What this task involves =
Nothing but an exact copy is wanted here: the line with "- Schema assembly" and all the lines that follow it in the entries below.

-------- Data for review

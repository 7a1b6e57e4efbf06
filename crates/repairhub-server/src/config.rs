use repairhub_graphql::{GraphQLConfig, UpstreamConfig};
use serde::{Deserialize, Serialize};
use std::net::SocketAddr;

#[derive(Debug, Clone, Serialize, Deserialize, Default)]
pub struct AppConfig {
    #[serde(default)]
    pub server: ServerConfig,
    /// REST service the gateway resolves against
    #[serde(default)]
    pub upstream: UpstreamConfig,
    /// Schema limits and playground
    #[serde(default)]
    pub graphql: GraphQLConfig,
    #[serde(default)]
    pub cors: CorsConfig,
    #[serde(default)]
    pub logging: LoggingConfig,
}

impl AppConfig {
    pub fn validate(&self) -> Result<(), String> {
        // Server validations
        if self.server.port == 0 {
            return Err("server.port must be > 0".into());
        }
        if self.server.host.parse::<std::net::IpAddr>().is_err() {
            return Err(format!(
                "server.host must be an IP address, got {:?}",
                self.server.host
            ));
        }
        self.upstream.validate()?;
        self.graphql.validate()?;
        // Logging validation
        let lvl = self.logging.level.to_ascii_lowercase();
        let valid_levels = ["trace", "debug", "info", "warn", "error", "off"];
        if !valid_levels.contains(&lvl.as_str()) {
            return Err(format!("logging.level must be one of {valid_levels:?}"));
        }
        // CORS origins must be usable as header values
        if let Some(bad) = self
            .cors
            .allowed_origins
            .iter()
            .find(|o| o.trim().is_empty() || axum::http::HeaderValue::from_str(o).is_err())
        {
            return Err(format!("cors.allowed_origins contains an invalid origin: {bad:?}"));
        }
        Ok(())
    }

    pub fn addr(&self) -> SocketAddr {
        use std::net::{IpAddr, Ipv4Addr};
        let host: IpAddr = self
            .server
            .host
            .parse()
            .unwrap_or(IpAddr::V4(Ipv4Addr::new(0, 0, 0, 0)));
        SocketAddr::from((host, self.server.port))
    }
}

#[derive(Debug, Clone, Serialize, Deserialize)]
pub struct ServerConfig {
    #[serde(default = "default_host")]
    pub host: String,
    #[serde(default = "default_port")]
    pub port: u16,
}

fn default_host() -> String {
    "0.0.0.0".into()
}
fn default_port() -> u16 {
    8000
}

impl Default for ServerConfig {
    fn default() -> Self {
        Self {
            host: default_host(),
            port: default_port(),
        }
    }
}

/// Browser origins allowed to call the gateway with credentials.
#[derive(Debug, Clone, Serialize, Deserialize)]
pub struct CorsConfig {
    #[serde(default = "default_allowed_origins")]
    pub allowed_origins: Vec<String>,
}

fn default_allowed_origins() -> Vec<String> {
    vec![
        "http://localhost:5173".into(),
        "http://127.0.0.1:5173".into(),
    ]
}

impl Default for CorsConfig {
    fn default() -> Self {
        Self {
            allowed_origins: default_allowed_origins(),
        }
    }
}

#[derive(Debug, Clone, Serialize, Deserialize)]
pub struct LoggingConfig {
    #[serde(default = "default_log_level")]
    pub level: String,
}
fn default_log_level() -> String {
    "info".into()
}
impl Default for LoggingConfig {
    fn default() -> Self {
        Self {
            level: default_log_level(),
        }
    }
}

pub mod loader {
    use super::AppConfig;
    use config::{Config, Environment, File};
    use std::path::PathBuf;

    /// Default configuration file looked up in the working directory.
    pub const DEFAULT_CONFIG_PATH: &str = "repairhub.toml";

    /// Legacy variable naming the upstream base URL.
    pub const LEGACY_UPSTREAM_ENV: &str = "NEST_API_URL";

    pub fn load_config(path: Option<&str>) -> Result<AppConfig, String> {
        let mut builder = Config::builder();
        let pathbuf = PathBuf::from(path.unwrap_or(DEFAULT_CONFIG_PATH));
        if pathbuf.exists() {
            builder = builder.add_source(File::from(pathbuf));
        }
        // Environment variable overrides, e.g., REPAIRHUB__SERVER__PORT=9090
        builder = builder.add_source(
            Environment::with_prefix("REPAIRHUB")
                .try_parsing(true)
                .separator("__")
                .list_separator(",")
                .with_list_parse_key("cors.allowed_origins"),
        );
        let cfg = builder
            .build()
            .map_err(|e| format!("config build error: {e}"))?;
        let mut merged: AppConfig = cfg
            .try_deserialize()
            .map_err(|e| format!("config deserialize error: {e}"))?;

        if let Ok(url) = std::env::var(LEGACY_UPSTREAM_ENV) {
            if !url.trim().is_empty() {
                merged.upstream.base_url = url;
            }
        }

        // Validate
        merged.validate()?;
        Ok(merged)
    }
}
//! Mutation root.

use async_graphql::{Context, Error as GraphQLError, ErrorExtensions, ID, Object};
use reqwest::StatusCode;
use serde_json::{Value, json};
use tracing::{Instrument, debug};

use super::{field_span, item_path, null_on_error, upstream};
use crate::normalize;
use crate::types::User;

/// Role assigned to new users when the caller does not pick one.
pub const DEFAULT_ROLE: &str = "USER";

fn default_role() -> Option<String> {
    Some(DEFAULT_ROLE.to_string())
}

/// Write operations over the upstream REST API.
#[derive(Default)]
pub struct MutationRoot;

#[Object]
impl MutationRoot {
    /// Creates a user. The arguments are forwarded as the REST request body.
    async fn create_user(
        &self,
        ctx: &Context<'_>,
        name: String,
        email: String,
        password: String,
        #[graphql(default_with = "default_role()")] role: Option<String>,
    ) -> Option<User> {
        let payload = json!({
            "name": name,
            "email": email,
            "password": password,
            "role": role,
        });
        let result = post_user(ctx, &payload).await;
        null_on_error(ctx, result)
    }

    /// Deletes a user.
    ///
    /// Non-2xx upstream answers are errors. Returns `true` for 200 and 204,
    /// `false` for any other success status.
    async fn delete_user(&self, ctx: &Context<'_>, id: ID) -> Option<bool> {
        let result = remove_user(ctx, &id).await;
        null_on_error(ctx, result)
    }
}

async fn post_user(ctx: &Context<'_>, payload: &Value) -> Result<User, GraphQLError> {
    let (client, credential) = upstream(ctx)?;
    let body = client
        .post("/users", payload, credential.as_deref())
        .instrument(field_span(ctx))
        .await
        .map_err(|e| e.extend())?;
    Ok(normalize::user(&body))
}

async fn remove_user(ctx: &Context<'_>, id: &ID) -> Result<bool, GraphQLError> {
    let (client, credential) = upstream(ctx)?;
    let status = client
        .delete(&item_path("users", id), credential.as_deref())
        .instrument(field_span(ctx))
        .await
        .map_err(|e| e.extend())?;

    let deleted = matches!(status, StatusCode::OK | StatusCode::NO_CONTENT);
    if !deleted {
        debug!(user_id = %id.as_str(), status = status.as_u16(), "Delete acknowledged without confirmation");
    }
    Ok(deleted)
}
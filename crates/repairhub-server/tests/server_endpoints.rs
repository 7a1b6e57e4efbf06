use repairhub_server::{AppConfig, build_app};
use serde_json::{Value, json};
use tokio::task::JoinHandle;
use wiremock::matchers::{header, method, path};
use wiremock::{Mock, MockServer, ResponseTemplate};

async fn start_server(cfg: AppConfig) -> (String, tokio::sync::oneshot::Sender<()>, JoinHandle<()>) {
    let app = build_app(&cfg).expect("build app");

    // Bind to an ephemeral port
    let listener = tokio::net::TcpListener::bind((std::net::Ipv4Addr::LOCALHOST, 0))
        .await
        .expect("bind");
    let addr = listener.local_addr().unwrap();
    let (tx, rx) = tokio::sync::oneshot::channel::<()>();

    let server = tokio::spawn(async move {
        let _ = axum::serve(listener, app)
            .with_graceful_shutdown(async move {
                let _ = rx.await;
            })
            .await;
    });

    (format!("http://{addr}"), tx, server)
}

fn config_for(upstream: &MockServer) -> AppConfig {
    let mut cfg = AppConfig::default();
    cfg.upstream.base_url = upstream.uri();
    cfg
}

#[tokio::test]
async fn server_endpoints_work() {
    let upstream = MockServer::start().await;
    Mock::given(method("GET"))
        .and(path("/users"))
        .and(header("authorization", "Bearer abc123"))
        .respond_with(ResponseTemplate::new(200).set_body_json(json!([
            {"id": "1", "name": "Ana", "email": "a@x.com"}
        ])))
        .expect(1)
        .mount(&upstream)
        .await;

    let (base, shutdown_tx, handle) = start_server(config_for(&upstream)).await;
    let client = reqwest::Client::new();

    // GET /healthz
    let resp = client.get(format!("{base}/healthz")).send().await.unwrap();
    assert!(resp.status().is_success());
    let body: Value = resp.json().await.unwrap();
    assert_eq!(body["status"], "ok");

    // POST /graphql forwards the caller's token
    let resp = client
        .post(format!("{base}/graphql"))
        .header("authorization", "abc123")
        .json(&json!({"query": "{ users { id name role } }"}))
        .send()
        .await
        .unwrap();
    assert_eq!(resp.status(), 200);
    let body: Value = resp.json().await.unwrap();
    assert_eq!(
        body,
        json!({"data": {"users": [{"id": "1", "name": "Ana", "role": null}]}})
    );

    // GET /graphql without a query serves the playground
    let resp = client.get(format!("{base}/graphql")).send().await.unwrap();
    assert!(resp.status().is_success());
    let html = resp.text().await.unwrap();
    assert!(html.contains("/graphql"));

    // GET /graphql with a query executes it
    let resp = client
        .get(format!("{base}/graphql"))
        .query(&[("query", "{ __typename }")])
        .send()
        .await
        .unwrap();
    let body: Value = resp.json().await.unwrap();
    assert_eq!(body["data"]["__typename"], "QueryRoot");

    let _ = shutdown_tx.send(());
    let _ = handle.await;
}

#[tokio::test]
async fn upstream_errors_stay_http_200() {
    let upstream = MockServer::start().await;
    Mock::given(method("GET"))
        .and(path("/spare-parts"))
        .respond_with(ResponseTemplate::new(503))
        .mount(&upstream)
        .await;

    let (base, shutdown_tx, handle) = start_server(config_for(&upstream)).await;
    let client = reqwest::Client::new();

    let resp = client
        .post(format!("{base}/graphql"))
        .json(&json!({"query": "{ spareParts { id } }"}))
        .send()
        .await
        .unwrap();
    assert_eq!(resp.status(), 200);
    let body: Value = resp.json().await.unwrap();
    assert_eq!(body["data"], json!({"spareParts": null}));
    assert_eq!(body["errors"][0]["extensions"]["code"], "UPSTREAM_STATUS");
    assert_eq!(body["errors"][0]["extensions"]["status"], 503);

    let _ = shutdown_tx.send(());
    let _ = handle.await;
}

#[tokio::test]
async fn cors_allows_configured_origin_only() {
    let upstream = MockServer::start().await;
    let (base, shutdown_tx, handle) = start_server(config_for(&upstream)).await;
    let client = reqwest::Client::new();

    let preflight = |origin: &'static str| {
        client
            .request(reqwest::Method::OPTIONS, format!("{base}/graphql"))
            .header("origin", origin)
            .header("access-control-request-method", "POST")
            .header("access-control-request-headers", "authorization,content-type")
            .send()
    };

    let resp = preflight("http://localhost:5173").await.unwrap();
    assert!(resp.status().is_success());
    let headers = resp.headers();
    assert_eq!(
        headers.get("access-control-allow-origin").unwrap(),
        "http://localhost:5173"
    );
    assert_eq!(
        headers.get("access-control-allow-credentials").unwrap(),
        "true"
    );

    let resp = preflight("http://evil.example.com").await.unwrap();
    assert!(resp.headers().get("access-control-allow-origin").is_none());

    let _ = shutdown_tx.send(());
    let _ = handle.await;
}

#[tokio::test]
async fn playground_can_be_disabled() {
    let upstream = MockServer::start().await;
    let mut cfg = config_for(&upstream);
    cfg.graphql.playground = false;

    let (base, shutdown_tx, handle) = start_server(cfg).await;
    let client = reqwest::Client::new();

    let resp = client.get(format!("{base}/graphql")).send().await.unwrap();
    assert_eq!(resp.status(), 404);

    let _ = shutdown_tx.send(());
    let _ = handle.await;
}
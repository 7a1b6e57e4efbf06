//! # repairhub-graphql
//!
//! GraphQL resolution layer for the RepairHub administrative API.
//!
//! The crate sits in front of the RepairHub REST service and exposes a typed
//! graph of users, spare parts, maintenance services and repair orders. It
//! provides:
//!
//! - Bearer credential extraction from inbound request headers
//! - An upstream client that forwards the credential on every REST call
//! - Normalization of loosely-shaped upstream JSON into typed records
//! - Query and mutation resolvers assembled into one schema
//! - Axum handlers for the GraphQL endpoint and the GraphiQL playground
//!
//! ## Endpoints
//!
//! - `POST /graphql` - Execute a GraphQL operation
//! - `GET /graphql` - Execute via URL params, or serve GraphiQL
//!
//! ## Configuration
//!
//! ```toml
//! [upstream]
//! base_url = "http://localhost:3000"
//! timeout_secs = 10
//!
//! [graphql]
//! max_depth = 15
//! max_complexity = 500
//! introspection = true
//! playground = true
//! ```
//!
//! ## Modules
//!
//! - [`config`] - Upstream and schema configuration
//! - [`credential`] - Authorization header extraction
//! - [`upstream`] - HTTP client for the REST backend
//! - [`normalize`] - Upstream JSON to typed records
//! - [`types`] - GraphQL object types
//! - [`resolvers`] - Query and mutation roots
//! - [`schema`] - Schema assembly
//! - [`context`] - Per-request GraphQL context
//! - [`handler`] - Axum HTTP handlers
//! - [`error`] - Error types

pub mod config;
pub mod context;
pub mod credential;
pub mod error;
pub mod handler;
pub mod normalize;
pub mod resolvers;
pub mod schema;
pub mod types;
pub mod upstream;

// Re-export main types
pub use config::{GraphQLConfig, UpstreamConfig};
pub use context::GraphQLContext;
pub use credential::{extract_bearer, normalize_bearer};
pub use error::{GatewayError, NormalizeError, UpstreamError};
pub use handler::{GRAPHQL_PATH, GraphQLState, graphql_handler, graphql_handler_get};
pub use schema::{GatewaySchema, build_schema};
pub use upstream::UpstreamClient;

----------------

Output =
//! - [`schema`] - Schema assembly
//! - [`context`] - Per-request GraphQL context
//! - [`handler`] - Axum HTTP handlers
//! - [`error`] - Error types

pub mod config;
pub mod context;
pub mod credential;
pub mod error;
pub mod handler;
pub mod normalize;
pub mod resolvers;
pub mod schema;
pub mod types;
pub mod upstream;

// Re-export main types
pub use config::{GraphQLConfig, UpstreamConfig};
pub use context::GraphQLContext;
pub use credential::{extract_bearer, normalize_bearer};
pub use error::{GatewayError, NormalizeError, UpstreamError};
pub use handler::{GRAPHQL_PATH, GraphQLState, graphql_handler, graphql_handler_get};
pub use schema::{GatewaySchema, build_schema};
pub use upstream::UpstreamClient;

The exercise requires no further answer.